[[ Input, beginning ]]

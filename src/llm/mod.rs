//! LLM integration for Folio Assist.
//!
//! Supports:
//! - **Gemini**: REST `generateContent` via reqwest (default backend)
//! - **Anthropic**: Direct API access via rig-core
//! - **OpenAI**: Direct API access via rig-core
//!
//! The `RigAdapter` bridges rig's `CompletionModel` trait to our `LlmProvider`
//! trait; `GeminiProvider` implements it directly.

mod costs;
pub mod gemini;
pub mod provider;
mod rig_adapter;

pub use costs::model_cost;
pub use gemini::GeminiProvider;
pub use provider::*;
pub use rig_adapter::RigAdapter;

use std::sync::Arc;

use rig::client::CompletionClient;
use secrecy::ExposeSecret;

use crate::error::{ConfigError, LlmError};

/// Supported LLM backends.
#[derive(Debug, Clone, Copy, PartialEq, Eq)]
pub enum LlmBackend {
    Gemini,
    Anthropic,
    OpenAi,
}

impl LlmBackend {
    /// Environment variable holding this backend's API key.
    pub fn api_key_var(&self) -> &'static str {
        match self {
            Self::Gemini => "GEMINI_API_KEY",
            Self::Anthropic => "ANTHROPIC_API_KEY",
            Self::OpenAi => "OPENAI_API_KEY",
        }
    }

    /// Model used when none is configured.
    pub fn default_model(&self) -> &'static str {
        match self {
            Self::Gemini => "gemini-1.5-flash",
            Self::Anthropic => "claude-sonnet-4-20250514",
            Self::OpenAi => "gpt-4o-mini",
        }
    }
}

impl std::str::FromStr for LlmBackend {
    type Err = ConfigError;

    fn from_str(s: &str) -> Result<Self, Self::Err> {
        match s.trim().to_ascii_lowercase().as_str() {
            "gemini" | "google" => Ok(Self::Gemini),
            "anthropic" | "claude" => Ok(Self::Anthropic),
            "openai" => Ok(Self::OpenAi),
            other => Err(ConfigError::InvalidValue {
                key: "FOLIO_LLM_BACKEND".to_string(),
                message: format!("unknown backend '{other}' (expected gemini, anthropic or openai)"),
            }),
        }
    }
}

/// Configuration for creating an LLM provider.
#[derive(Debug, Clone)]
pub struct LlmConfig {
    pub backend: LlmBackend,
    pub api_key: secrecy::SecretString,
    pub model: String,
}

/// Create an LLM provider from configuration.
pub fn create_provider(config: &LlmConfig) -> Result<Arc<dyn LlmProvider>, LlmError> {
    match config.backend {
        LlmBackend::Gemini => create_gemini_provider(config),
        LlmBackend::Anthropic => create_anthropic_provider(config),
        LlmBackend::OpenAi => create_openai_provider(config),
    }
}

fn create_gemini_provider(config: &LlmConfig) -> Result<Arc<dyn LlmProvider>, LlmError> {
    let provider = GeminiProvider::new(config.api_key.clone(), &config.model)?;
    tracing::info!("Using Gemini (model: {})", config.model);
    Ok(Arc::new(provider))
}

fn create_anthropic_provider(config: &LlmConfig) -> Result<Arc<dyn LlmProvider>, LlmError> {
    use rig::providers::anthropic;

    let client: rig::client::Client<anthropic::client::AnthropicExt> =
        anthropic::Client::new(config.api_key.expose_secret()).map_err(|e| {
            LlmError::RequestFailed {
                provider: "anthropic".to_string(),
                reason: format!("Failed to create Anthropic client: {}", e),
            }
        })?;

    let model = client.completion_model(&config.model);
    tracing::info!("Using Anthropic (model: {})", config.model);
    Ok(Arc::new(RigAdapter::new(model, &config.model)))
}

fn create_openai_provider(config: &LlmConfig) -> Result<Arc<dyn LlmProvider>, LlmError> {
    use rig::providers::openai;

    let client: rig::client::Client<openai::client::OpenAIResponsesExt> =
        openai::Client::new(config.api_key.expose_secret()).map_err(|e| {
            LlmError::RequestFailed {
                provider: "openai".to_string(),
                reason: format!("Failed to create OpenAI client: {}", e),
            }
        })?;

    let model = client.completion_model(&config.model);
    tracing::info!("Using OpenAI (model: {})", config.model);
    Ok(Arc::new(RigAdapter::new(model, &config.model)))
}
//! Offline reassembly of a chunk directory.

use std::path::PathBuf;

use anyhow::{Context, Result};
use clap::Args;

use fanout_services::Assembler;

use crate::progress::format_bytes;

#[derive(Args, Debug)]
pub struct AssembleArgs {
    /// Directory holding `{file_id}_{index}.chunk` files
    pub chunk_dir: PathBuf,
    /// Each file is written to `{output_prefix}_{file_id}`
    pub output_prefix: PathBuf,
}

pub async fn run(args: AssembleArgs) -> Result<bool> {
    let summary = tokio::task::spawn_blocking(move || {
        Assembler::open(&args.chunk_dir)?.assemble_all(&args.output_prefix)
    })
    .await
    .context("assembler thread panicked")??;

    if summary.assembled.is_empty() && summary.failed.is_empty() {
        println!("No chunk files found.");
        return Ok(true);
    }

    for report in &summary.assembled {
        println!("  ✓ {}", report.output.display());
        if let Some(name) = &report.file_name {
            println!("      source   : {name}");
        }
        println!("      chunks   : {}", report.chunks);
        println!("      size     : {}", format_bytes(report.bytes));
        println!("      sha256   : {}", report.checksum);
    }
    for (file_id, error) in &summary.failed {
        println!("  ✗ {file_id}: {error}");
    }

    Ok(summary.is_success())
}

[[ Input, end ]]

• _Work required_: Write out the entire listing so that each line matches the original exactly.

• _Result of the task_:
filename src/llm/mod.rs
//! LLM integration for Folio Assist.
//!
//! Supports:
//! - **Gemini**: REST `generateContent` via reqwest (default backend)
//! - **Anthropic**: Direct API access via rig-core
//! - **OpenAI**: Direct API access via rig-core
//!
//! The `RigAdapter` bridges rig's `CompletionModel` trait to our `LlmProvider`
//! trait; `GeminiProvider` implements it directly.

mod costs;
pub mod gemini;
pub mod provider;
mod rig_adapter;

pub use costs::model_cost;
pub use gemini::GeminiProvider;
pub use provider::*;
pub use rig_adapter::RigAdapter;

use std::sync::Arc;

use rig::client::CompletionClient;
use secrecy::ExposeSecret;

use crate::error::{ConfigError, LlmError};

/// Supported LLM backends.
#[derive(Debug, Clone, Copy, PartialEq, Eq)]
pub enum LlmBackend {
    Gemini,
    Anthropic,
    OpenAi,
}

impl LlmBackend {
    /// Environment variable holding this backend's API key.
    pub fn api_key_var(&self) -> &'static str {
        match self {
            Self::Gemini => "GEMINI_API_KEY",
            Self::Anthropic => "ANTHROPIC_API_KEY",
            Self::OpenAi => "OPENAI_API_KEY",
        }
    }

    /// Model used when none is configured.
    pub fn default_model(&self) -> &'static str {
        match self {
            Self::Gemini => "gemini-1.5-flash",
            Self::Anthropic => "claude-sonnet-4-20250514",
            Self::OpenAi => "gpt-4o-mini",
        }
    }
}

impl std::str::FromStr for LlmBackend {
    type Err = ConfigError;

    fn from_str(s: &str) -> Result<Self, Self::Err> {
        match s.trim().to_ascii_lowercase().as_str() {
            "gemini" | "google" => Ok(Self::Gemini),
            "anthropic" | "claude" => Ok(Self::Anthropic),
            "openai" => Ok(Self::OpenAi),
            other => Err(ConfigError::InvalidValue {
                key: "FOLIO_LLM_BACKEND".to_string(),
                message: format!("unknown backend '{other}' (expected gemini, anthropic or openai)"),
            }),
        }
    }
}

/// Configuration for creating an LLM provider.
#[derive(Debug, Clone)]
pub struct LlmConfig {
    pub backend: LlmBackend,
    pub api_key: secrecy::SecretString,
    pub model: String,
}

/// Create an LLM provider from configuration.
pub fn create_provider(config: &LlmConfig) -> Result<Arc<dyn LlmProvider>, LlmError> {
    match config.backend {
        LlmBackend::Gemini => create_gemini_provider(config),
        LlmBackend::Anthropic => create_anthropic_provider(config),
        LlmBackend::OpenAi => create_openai_provider(config),
    }
}

fn create_gemini_provider(config: &LlmConfig) -> Result<Arc<dyn LlmProvider>, LlmError> {
    let provider = GeminiProvider::new(config.api_key.clone(), &config.model)?;
    tracing::info!("Using Gemini (model: {})", config.model);
    Ok(Arc::new(provider))
}

fn create_anthropic_provider(config: &LlmConfig) -> Result<Arc<dyn LlmProvider>, LlmError> {
    use rig::providers::anthropic;

    let client: rig::client::Client<anthropic::client::AnthropicExt> =
        anthropic::Client::new(config.api_key.expose_secret()).map_err(|e| {
            LlmError::RequestFailed {
                provider: "anthropic".to_string(),
                reason: format!("Failed to create Anthropic client: {}", e),
            }
        })?;

    let model = client.completion_model(&config.model);
    tracing::info!("Using Anthropic (model: {})", config.model);
    Ok(Arc::new(RigAdapter::new(model, &config.model)))
}

fn create_openai_provider(config: &LlmConfig) -> Result<Arc<dyn LlmProvider>, LlmError> {
    use rig::providers::openai;

    let client: rig::client::Client<openai::client::OpenAIResponsesExt> =
        openai::Client::new(config.api_key.expose_secret()).map_err(|e| {
            LlmError::RequestFailed {
                provider: "openai".to_string(),
                reason: format!("Failed to create OpenAI client: {}", e),
            }
        })?;

    let model = client.completion_model(&config.model);
    tracing::info!("Using OpenAI (model: {})", config.model);
    Ok(Arc::new(RigAdapter::new(model, &config.model)))
}
//! Offline reassembly of a chunk directory.

use std::path::PathBuf;

use anyhow::{Context, Result};
use clap::Args;

use fanout_services::Assembler;

use crate::progress::format_bytes;

#[derive(Args, Debug)]
pub struct AssembleArgs {
    /// Directory holding `{file_id}_{index}.chunk` files
    pub chunk_dir: PathBuf,
    /// Each file is written to `{output_prefix}_{file_id}`
    pub output_prefix: PathBuf,
}

pub async fn run(args: AssembleArgs) -> Result<bool> {
    let summary = tokio::task::spawn_blocking(move || {
        Assembler::open(&args.chunk_dir)?.assemble_all(&args.output_prefix)
    })
    .await
    .context("assembler thread panicked")??;

    if summary.assembled.is_empty() && summary.failed.is_empty() {
        println!("No chunk files found.");
        return Ok(true);
    }

    for report in &summary.assembled {
        println!("  ✓ {}", report.output.display());
        if let Some(name) = &report.file_name {
            println!("      source   : {name}");
        }
        println!("      chunks   : {}", report.chunks);
        println!("      size     : {}", format_bytes(report.bytes));
        println!("      sha256   : {}", report.checksum);
    }
    for (file_id, error) in &summary.failed {
        println!("  ✗ {file_id}: {error}");
    }

    Ok(summary.is_success())
}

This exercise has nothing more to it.